** Task item **
Copy nothing but the lines below running from the line containing "CategoryRepositoryError, owner: UserId)" through the line containing "if let CategoryServiceError::CategoryNotFound(id)", both end lines included.

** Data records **

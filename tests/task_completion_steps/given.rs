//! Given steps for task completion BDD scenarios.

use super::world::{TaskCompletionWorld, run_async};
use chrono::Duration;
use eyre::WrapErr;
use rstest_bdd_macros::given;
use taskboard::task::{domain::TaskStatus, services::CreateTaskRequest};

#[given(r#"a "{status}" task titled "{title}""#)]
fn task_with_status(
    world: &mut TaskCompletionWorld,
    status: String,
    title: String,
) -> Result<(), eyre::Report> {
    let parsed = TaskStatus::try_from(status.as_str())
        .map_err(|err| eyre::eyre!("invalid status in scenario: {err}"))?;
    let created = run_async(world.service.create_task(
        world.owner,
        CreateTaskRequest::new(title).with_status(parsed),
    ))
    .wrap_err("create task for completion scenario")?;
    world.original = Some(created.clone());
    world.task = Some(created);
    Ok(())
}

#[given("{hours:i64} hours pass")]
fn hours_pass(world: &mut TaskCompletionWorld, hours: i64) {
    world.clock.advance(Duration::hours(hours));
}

* * *

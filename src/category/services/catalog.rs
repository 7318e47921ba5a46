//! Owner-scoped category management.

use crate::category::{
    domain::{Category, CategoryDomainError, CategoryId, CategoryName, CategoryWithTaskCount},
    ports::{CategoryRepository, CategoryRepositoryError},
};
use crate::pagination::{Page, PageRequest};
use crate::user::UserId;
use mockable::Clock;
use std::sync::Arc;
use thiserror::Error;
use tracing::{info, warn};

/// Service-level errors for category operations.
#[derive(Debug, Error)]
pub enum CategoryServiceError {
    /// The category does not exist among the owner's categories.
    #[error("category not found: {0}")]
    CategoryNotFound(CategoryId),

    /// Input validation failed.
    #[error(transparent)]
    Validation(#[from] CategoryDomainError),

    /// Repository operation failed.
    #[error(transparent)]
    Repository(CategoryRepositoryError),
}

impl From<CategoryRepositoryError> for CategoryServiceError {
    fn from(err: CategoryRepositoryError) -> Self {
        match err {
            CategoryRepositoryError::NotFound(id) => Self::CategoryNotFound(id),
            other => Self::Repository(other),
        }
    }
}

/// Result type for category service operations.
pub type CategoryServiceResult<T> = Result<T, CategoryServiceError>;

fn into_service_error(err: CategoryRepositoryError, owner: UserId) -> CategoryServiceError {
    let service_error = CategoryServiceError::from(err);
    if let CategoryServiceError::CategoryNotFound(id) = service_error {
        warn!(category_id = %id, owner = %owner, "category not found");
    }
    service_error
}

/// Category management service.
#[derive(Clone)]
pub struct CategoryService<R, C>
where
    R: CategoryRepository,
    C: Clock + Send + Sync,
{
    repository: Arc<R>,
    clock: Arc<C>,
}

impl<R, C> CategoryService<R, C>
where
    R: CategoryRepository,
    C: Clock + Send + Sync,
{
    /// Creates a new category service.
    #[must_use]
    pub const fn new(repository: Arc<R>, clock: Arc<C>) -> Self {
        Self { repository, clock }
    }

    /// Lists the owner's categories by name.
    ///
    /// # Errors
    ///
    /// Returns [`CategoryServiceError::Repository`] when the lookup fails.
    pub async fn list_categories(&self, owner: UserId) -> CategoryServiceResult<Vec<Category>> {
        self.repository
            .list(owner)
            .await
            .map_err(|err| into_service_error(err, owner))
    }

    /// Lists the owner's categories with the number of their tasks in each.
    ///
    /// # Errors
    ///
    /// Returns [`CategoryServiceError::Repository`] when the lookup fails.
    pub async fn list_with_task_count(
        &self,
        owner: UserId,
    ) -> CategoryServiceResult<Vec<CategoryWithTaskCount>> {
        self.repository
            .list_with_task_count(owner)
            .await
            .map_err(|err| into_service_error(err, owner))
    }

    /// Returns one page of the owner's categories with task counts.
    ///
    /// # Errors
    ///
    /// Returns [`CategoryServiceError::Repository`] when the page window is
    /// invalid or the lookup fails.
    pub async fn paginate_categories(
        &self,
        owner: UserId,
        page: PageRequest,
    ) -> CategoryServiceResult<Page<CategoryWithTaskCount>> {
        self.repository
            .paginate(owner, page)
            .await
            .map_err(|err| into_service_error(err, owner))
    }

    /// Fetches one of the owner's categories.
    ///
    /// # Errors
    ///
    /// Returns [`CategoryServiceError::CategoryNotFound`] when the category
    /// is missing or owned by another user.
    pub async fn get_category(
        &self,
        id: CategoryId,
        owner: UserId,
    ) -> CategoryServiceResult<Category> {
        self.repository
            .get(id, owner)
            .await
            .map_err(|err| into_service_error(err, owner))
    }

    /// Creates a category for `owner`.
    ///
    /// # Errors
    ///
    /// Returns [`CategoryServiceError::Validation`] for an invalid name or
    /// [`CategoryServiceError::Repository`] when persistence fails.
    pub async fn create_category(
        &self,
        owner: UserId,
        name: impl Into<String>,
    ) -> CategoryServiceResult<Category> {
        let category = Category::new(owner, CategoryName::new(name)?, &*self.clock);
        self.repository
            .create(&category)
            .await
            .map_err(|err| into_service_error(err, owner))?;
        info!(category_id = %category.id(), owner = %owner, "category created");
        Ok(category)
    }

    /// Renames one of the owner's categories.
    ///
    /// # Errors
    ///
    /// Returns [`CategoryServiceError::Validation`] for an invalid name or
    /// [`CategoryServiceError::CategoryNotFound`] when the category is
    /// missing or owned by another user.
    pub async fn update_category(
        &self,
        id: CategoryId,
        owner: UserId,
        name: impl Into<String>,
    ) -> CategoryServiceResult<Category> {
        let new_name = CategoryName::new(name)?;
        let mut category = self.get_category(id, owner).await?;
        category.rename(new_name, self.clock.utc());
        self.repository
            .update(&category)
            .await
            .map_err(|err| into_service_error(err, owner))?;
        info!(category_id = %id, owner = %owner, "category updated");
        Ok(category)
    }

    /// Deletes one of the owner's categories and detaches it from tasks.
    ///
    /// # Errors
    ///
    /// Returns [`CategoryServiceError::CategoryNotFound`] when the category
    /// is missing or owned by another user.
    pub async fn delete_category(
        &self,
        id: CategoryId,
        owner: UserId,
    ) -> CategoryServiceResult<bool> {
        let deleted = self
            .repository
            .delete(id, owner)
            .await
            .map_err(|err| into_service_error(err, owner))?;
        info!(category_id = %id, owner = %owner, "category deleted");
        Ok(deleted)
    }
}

** Solution **
fn into_service_error(err: CategoryRepositoryError, owner: UserId) -> CategoryServiceError {
    let service_error = CategoryServiceError::from(err);
    if let CategoryServiceError::CategoryNotFound(id) = service_error {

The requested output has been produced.